В бандитские годы ельцинских реформ новосибирские сосновые леса подверглись воистину варварскому истреблению. Сделать это было проще и потому, что всех профессиональных лесников из областного управления выжили, во главе стал какой-то архитектор из Омска. Не профессионал в лесоустроении, зато ставленник  губернатора. Сибирский лес везли за бесценок в Китайщину – и так по всей Сибири! Денно и нощно. Без необходимых документов. Облысели берега Обского водохранилища. Красный лес незаконно пилили даже в знаменитом Караканском бору. Пустыня появилась в таёжной Пихтовской зоне. И так везде. Воровская власть, словно подготавливая сдачу Сибири китайцам, торопилась выжать для себя из её вековых богатств. Не отставали от неё и грабители помельче.  Когда, при какой власти было такое с русским лесом?! 
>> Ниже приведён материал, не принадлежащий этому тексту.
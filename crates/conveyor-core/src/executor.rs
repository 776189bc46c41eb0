//! Step executor trait and execution types.
//!
//! Executors run a single step's workload in an isolated environment
//! (process, container, pod) and hand its output back as raw byte
//! streams plus an exit future.

use async_trait::async_trait;
use bytes::Bytes;
use futures::future::BoxFuture;
use futures::stream::BoxStream;
use serde::{Deserialize, Serialize};
use std::collections::HashMap;
use std::time::Duration;
use tokio_util::sync::CancellationToken;

use crate::{JobId, Result, StepId};

/// Specification for a single step execution.
#[derive(Debug, Clone, Serialize, Deserialize)]
pub struct StepSpec {
    pub step_id: StepId,
    pub job_id: JobId,
    /// Container image, or an interpreter hint for local execution.
    pub image: String,
    /// Commands run in order; a nonzero exit aborts the rest.
    pub commands: Vec<String>,
    pub env: HashMap<String, String>,
    pub working_dir: Option<String>,
    /// Maximum execution time, enforced by the executor.
    pub timeout: Option<Duration>,
}

/// How a step's execution resolved.
#[derive(Debug, Clone, Copy, PartialEq, Eq)]
pub enum StepExit {
    /// The workload exited with this code.
    Code(i32),
    /// Execution was cancelled before a code was produced.
    Cancelled,
}

/// Output surface of a running step.
///
/// The two byte streams are independently readable until closed; the
/// exit future resolves only after both streams have closed. Cancelling
/// the token passed to [`StepExecutor::run`] terminates the workload,
/// closes the streams and resolves the future with
/// [`StepExit::Cancelled`].
pub struct StepStreams {
    pub stdout: BoxStream<'static, std::io::Result<Bytes>>,
    pub stderr: BoxStream<'static, std::io::Result<Bytes>>,
    pub exit: BoxFuture<'static, StepExit>,
}

impl std::fmt::Debug for StepStreams {
    fn fmt(&self, f: &mut std::fmt::Formatter<'_>) -> std::fmt::Result {
        f.debug_struct("StepStreams")
            .field("stdout", &"<stream>")
            .field("stderr", &"<stream>")
            .field("exit", &"<future>")
            .finish()
    }
}

/// Trait for step executors.
#[async_trait]
pub trait StepExecutor: Send + Sync {
    /// Name of this executor.
    fn name(&self) -> &'static str;

    /// Start one step. An `Err` here means the executor failed before
    /// producing streams (an infrastructure failure); step failures
    /// surface through the exit future instead.
    async fn run(&self, cancel: CancellationToken, spec: StepSpec) -> Result<StepStreams>;
}
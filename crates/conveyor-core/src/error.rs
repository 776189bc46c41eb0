//! Error types for Conveyor.

use thiserror::Error;

#[derive(Debug, Error)]
pub enum Error {
    /// Enqueue timed out waiting for queue capacity. Callers may retry
    /// with backoff.
    #[error("queue full")]
    QueueFull,

    /// The queue no longer accepts jobs. Callers must stop.
    #[error("queue closed")]
    QueueClosed,

    #[error("not found: {0}")]
    NotFound(String),

    /// The executor failed before producing output streams. Step failures
    /// (nonzero exit) are not errors; they surface through step status.
    #[error("executor infrastructure failure: {0}")]
    Infrastructure(String),

    #[error("service already started")]
    AlreadyStarted,

    #[error("cancelled")]
    Cancelled,

    #[error("store error: {0}")]
    Store(String),

    #[error("internal error: {0}")]
    Internal(String),
}

pub type Result<T> = std::result::Result<T, Error>;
А что стало с Чаусом? Ему в конце 60-х ещё раз «помогли» – при строительстве автодороги Новосибирск – Колывань. Речь не о том, что дорога разрезала всё тот же Кудряшовский бор, нарушив миграционные пути лосей, которых здесь водилось немало, других животных (в те годы никто не интересовался, как такая проблема решается в цивилизованных странах). Речь и не о том, что автомобильные выхлопы губительно действуют на лес, поскольку как бы протекают по длинной трубе. И речь даже не о полчищах грибников и ягодников, вытаптывающих по выходным лесную подстилку. Отнесём всё это к неизбежным потерям.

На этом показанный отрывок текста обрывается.